[Data entries]

┌──

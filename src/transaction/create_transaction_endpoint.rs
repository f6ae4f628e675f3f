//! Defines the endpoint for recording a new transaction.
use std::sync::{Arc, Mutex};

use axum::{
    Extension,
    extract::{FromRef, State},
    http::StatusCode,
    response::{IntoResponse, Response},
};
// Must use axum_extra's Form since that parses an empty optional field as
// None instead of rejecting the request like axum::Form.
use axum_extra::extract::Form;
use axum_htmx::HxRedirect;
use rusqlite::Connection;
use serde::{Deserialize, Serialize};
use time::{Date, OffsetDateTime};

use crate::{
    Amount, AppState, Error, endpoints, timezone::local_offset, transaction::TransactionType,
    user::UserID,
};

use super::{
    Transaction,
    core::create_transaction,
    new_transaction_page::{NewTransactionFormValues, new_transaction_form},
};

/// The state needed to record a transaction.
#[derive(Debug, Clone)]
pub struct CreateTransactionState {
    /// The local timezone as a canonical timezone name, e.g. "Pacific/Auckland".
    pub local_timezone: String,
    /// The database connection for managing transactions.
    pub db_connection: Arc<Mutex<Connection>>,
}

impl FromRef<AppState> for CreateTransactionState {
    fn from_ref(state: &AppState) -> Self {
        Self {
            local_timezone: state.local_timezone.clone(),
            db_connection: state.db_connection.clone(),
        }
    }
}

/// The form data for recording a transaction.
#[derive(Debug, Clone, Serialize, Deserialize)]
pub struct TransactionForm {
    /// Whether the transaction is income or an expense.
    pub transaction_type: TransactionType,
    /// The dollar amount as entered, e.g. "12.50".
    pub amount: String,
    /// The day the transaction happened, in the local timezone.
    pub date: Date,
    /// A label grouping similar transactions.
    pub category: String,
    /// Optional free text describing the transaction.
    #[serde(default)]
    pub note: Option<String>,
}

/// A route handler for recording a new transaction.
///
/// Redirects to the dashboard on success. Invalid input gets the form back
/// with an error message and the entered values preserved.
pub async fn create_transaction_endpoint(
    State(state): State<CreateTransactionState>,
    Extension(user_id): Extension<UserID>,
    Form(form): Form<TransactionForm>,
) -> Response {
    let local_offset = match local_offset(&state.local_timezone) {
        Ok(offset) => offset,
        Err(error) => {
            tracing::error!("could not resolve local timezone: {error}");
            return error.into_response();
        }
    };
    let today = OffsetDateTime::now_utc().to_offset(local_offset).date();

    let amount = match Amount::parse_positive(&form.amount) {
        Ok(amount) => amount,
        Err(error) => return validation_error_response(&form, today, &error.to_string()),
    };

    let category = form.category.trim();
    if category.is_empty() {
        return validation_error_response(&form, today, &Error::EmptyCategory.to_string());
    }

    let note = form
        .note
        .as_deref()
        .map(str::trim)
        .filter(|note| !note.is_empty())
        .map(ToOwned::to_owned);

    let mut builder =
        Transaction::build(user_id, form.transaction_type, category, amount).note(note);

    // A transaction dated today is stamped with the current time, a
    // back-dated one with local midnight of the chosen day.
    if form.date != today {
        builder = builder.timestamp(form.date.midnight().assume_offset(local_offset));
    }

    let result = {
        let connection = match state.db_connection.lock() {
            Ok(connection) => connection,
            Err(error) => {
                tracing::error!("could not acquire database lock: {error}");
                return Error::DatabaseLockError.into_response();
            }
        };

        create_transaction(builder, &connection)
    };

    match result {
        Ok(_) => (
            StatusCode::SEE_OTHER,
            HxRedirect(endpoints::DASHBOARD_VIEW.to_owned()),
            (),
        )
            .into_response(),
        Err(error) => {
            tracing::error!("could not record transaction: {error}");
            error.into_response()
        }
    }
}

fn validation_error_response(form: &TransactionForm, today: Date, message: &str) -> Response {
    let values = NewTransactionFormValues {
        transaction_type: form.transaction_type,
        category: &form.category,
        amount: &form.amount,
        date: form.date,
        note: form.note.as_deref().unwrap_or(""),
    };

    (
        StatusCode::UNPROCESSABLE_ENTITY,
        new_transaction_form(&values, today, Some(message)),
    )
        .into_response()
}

└──

WHAT YOU SHOULD DO:
Copy out, word for word, the part of the entries above that begins at the line with "handler for recording a new transaction." and ends at the line with "let amount = match", including both.

RESPONSE AREA:
/// A route handler for recording a new transaction.
///
/// Redirects to the dashboard on success. Invalid input gets the form back
/// with an error message and the entered values preserved.
pub async fn create_transaction_endpoint(
    State(state): State<CreateTransactionState>,
    Extension(user_id): Extension<UserID>,
    Form(form): Form<TransactionForm>,
) -> Response {
    let local_offset = match local_offset(&state.local_timezone) {
        Ok(offset) => offset,
        Err(error) => {
            tracing::error!("could not resolve local timezone: {error}");
            return error.into_response();
        }
    };
    let today = OffsetDateTime::now_utc().to_offset(local_offset).date();

    let amount = match Amount::parse_positive(&form.amount) {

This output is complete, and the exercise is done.